Our Public Health Infrastructure Is Losing a Fight With Capitalism
COVID-19 teaches us why Medicare for All should be the floor of our demands, not the ceiling. As an epidemiologist argues, we need to radically rebuild our entire public health infrastructure.

People wait to be tested outside of the Brooklyn Hospital Center where testing for the coronavirus has started on March 19, 2020 in New York City.Spencer Platt / Getty
Medicare for All would not have saved us from this disaster, but it would’ve softened the blow. The global public health crisis ushered in by the COVID-19 pandemic reminds us that single payer is a vital necessity but not a magical solution to our health care problems.

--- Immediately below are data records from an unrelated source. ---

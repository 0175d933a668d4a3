//! コンポーネントレジストリ
//!
//! リモートレジストリからコンポーネント記述子と一覧を取得する。

mod client;
mod descriptor;
mod fallback;

pub use client::RegistryClient;
pub use descriptor::{ComponentDescriptor, RegistryIndex, RegistryItem};
#[cfg(test)]
pub use descriptor::FileEntry;
pub use fallback::fallback_index;

use crate::error::Result;
use reqwest::Url;
use std::future::Future;
use std::pin::Pin;

/// コンポーネント記述子の取得元
pub trait RegistrySource: Send + Sync {
    /// 名前からコンポーネント記述子のURLを組み立てる（スキャフォールドツールにも渡す）
    fn component_url(&self, name: &str) -> Result<Url>;

    /// コンポーネント記述子を取得
    fn fetch_component<'a>(
        &'a self,
        name: &'a str,
    ) -> Pin<Box<dyn Future<Output = Result<ComponentDescriptor>> + Send + 'a>>;

    /// レジストリ全体の一覧を取得
    fn fetch_index(&self) -> Pin<Box<dyn Future<Output = Result<RegistryIndex>> + Send + '_>>;
}

#[cfg(test)]
pub mod mock;

#[cfg(test)]
#[path = "registry_test.rs"]
mod tests;
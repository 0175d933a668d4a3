use owo_colors::OwoColorize;

pub struct CommandSummary {
    pub prefix: String,
    pub message: String,
}

impl CommandSummary {
    pub fn format(success: usize, failure: usize) -> Self {
        match (success, failure) {
            (_, f) if f > 0 => Self {
                prefix: "✗".red().to_string(),
                message: format!("{} succeeded, {} failed", success.green(), f.red()),
            },
            (s, _) if s > 0 => Self {
                prefix: "✓".green().to_string(),
                message: format!("{} component(s) added", s.green()),
            },
            _ => Self {
                prefix: "•".yellow().to_string(),
                message: "No components to add".to_string(),
            },
        }
    }

    pub fn print(&self) {
        println!("{} {}", self.prefix, self.message);
    }
}

#[cfg(test)]
mod tests {
    use super::*;

    #[test]
    fn failure_wins_over_success() {
        let summary = CommandSummary::format(2, 1);
        assert!(summary.message.contains("succeeded"));
        assert!(summary.message.contains("failed"));
    }

    #[test]
    fn all_succeeded() {
        let summary = CommandSummary::format(3, 0);
        assert!(summary.message.contains("component(s) added"));
    }

    #[test]
    fn nothing_done() {
        let summary = CommandSummary::format(0, 0);
        assert_eq!(summary.message, "No components to add");
    }
}
//! HTTP・レジストリ・プロジェクト構成の設定

use crate::env::EnvVar;
use crate::error::{DevcnError, Result};
use reqwest::{Client, Url};
use std::path::{Path, PathBuf};
use std::time::Duration;

/// レジストリのベースURLを上書きする環境変数
pub const REGISTRY_URL_ENV: &str = "DEVCN_UI_REGISTRY_URL";

/// デフォルトのレジストリ
pub const DEFAULT_REGISTRY_URL: &str = "https://devcn-ui.dedevs.com/";

/// HTTP設定
#[derive(Debug, Clone)]
pub struct HttpConfig {
    /// タイムアウト（None なら無制限）
    pub timeout: Option<Duration>,
    /// User-Agent
    pub user_agent: String,
}

impl Default for HttpConfig {
    fn default() -> Self {
        Self {
            timeout: None,
            user_agent: "devcn-ui-cli".to_string(),
        }
    }
}

impl HttpConfig {
    /// reqwest::Client を構築
    pub fn build_client(&self) -> Client {
        let mut builder = Client::builder().user_agent(&self.user_agent);

        if let Some(timeout) = self.timeout {
            builder = builder.timeout(timeout);
        }

        builder.build().unwrap_or_else(|_| Client::new())
    }
}

/// レジストリ設定
#[derive(Debug, Clone)]
pub struct RegistryConfig {
    base_url: Url,
}

impl RegistryConfig {
    /// ベースURLから作成
    ///
    /// 末尾に `/` がなければ補う（`r/<name>.json` をベースパス配下に結合するため）。
    pub fn new(base_url: &str) -> Result<Self> {
        let normalized = if base_url.ends_with('/') {
            base_url.to_string()
        } else {
            format!("{}/", base_url)
        };

        let base_url = Url::parse(&normalized)
            .map_err(|e| DevcnError::InvalidRegistryUrl(format!("{}: {}", base_url, e)))?;

        if !matches!(base_url.scheme(), "http" | "https") {
            return Err(DevcnError::InvalidRegistryUrl(base_url.to_string()));
        }

        Ok(Self { base_url })
    }

    /// 環境変数 DEVCN_UI_REGISTRY_URL から作成（未設定ならデフォルト）
    pub fn from_env() -> Result<Self> {
        Self::new(&EnvVar::get_or(REGISTRY_URL_ENV, DEFAULT_REGISTRY_URL))
    }

    pub fn base_url(&self) -> &Url {
        &self.base_url
    }

    /// コンポーネント記述子のURL: `{base}/r/{name}.json`
    pub fn component_url(&self, name: &str) -> Result<Url> {
        self.join(&format!("r/{}.json", name))
    }

    /// レジストリ一覧のURL: `{base}/registry.json`
    pub fn index_url(&self) -> Result<Url> {
        self.join("registry.json")
    }

    fn join(&self, path: &str) -> Result<Url> {
        self.base_url
            .join(path)
            .map_err(|e| DevcnError::InvalidRegistryUrl(format!("{}{}: {}", self.base_url, path, e)))
    }
}

/// スキャフォールドツールの設定
#[derive(Debug, Clone)]
pub struct ScaffoldConfig {
    /// 実行するランナー
    pub program: String,
    /// ランナーに渡すパッケージ指定
    pub package: String,
}

impl Default for ScaffoldConfig {
    fn default() -> Self {
        Self {
            program: "npx".to_string(),
            package: "shadcn@latest".to_string(),
        }
    }
}

/// 利用側プロジェクトのパス規約
#[derive(Debug, Clone)]
pub struct ProjectLayout {
    root: PathBuf,
    /// UIコンポーネントのエイリアス
    pub ui_alias: String,
    /// ユーティリティモジュールのエイリアス
    pub utils_alias: String,
    /// コードブロックコンポーネントのエイリアス
    pub code_block_alias: String,
}

impl ProjectLayout {
    pub fn new(root: impl Into<PathBuf>) -> Self {
        Self {
            root: root.into(),
            ui_alias: "@/components/ui".to_string(),
            utils_alias: "@/lib/utils".to_string(),
            code_block_alias: "@/components/ui/code-block".to_string(),
        }
    }

    pub fn root(&self) -> &Path {
        &self.root
    }

    /// package.json のパス
    pub fn manifest_path(&self) -> PathBuf {
        self.root.join("package.json")
    }

    /// components/ ディレクトリ
    pub fn components_dir(&self) -> PathBuf {
        self.root.join("components")
    }

    /// components/ui/ ディレクトリ
    pub fn ui_dir(&self) -> PathBuf {
        self.components_dir().join("ui")
    }

    /// ルート直下のファイルパス（ロックファイル検出用）
    pub fn root_file(&self, name: &str) -> PathBuf {
        self.root.join(name)
    }
}

#[cfg(test)]
#[path = "config_test.rs"]
mod tests;
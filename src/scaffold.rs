//! 外部スキャフォールドツール（shadcn CLI）の呼び出し

use crate::config::{ProjectLayout, ScaffoldConfig};
use crate::error::{DevcnError, Result};
use crate::process::{CommandRunner, Invocation, OutputMode};
use reqwest::Url;

/// スキャフォールドツール
pub struct Scaffolder<'a> {
    config: &'a ScaffoldConfig,
    runner: &'a dyn CommandRunner,
    layout: &'a ProjectLayout,
}

impl<'a> Scaffolder<'a> {
    pub fn new(
        config: &'a ScaffoldConfig,
        runner: &'a dyn CommandRunner,
        layout: &'a ProjectLayout,
    ) -> Self {
        Self {
            config,
            runner,
            layout,
        }
    }

    fn invocation(&self, target: &str, output: OutputMode) -> Invocation {
        Invocation::new(&self.config.program, self.layout.root())
            .args([self.config.package.as_str(), "add", target])
            .output(output)
    }

    /// レジストリURLからコンポーネントを追加（出力は表示）
    pub fn add_from_url(&self, component: &str, url: &Url) -> Result<()> {
        self.runner
            .run(&self.invocation(url.as_str(), OutputMode::Inherit))
            .map_err(|e| DevcnError::Scaffold {
                component: component.to_string(),
                source: Box::new(e),
            })
    }

    /// 名前でベースUIプリミティブを追加（出力は抑制）
    pub fn add_primitive(&self, name: &str) -> Result<()> {
        self.runner.run(&self.invocation(name, OutputMode::Piped))
    }

    /// 手動インストール用のコマンドライン
    pub fn manual_command(&self, target: &str) -> String {
        self.invocation(target, OutputMode::Inherit).display()
    }
}
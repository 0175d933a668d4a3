/// 環境変数ユーティリティ
pub struct EnvVar;

impl EnvVar {
    /// 環境変数を取得（空文字列・空白のみはNoneとして扱う）
    pub fn get(key: &str) -> Option<String> {
        std::env::var(key)
            .ok()
            .map(|s| s.trim().to_string())
            .filter(|s| !s.is_empty())
    }

    /// 環境変数を取得し、未設定ならデフォルト値を返す
    pub fn get_or(key: &str, default: &str) -> String {
        Self::get(key).unwrap_or_else(|| default.to_string())
    }
}

#[cfg(test)]
#[path = "env_test.rs"]
mod tests;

COVID-19 has revealed the long-standing fragmentation of our public health infrastructure. It has also confirmed how much of it, beyond direct clinical care, is controlled by the private sector (no coincidence Trump had corporate executives at the helm of this week’s Coronavirus Task Force press conference). Calls to reform and rebuild our public health infrastructure and liberate it from the shackles of capitalism need to be as resounding now as calls for Medicare for All.
As opposed to clinical care which centers treatment in the singular clinician-patient interaction, public health focuses on prevention and tracking of disease and provision of care in a broader sense. We should seize that difference. In the throes of this pandemic, usual protocols of care can become quickly obsolete, and this uncertainty opens up the opportunity to reexamine the undergirding (data, hospitals, health care providers, safety nets, housing) that make population health possible and in many cases, impossible.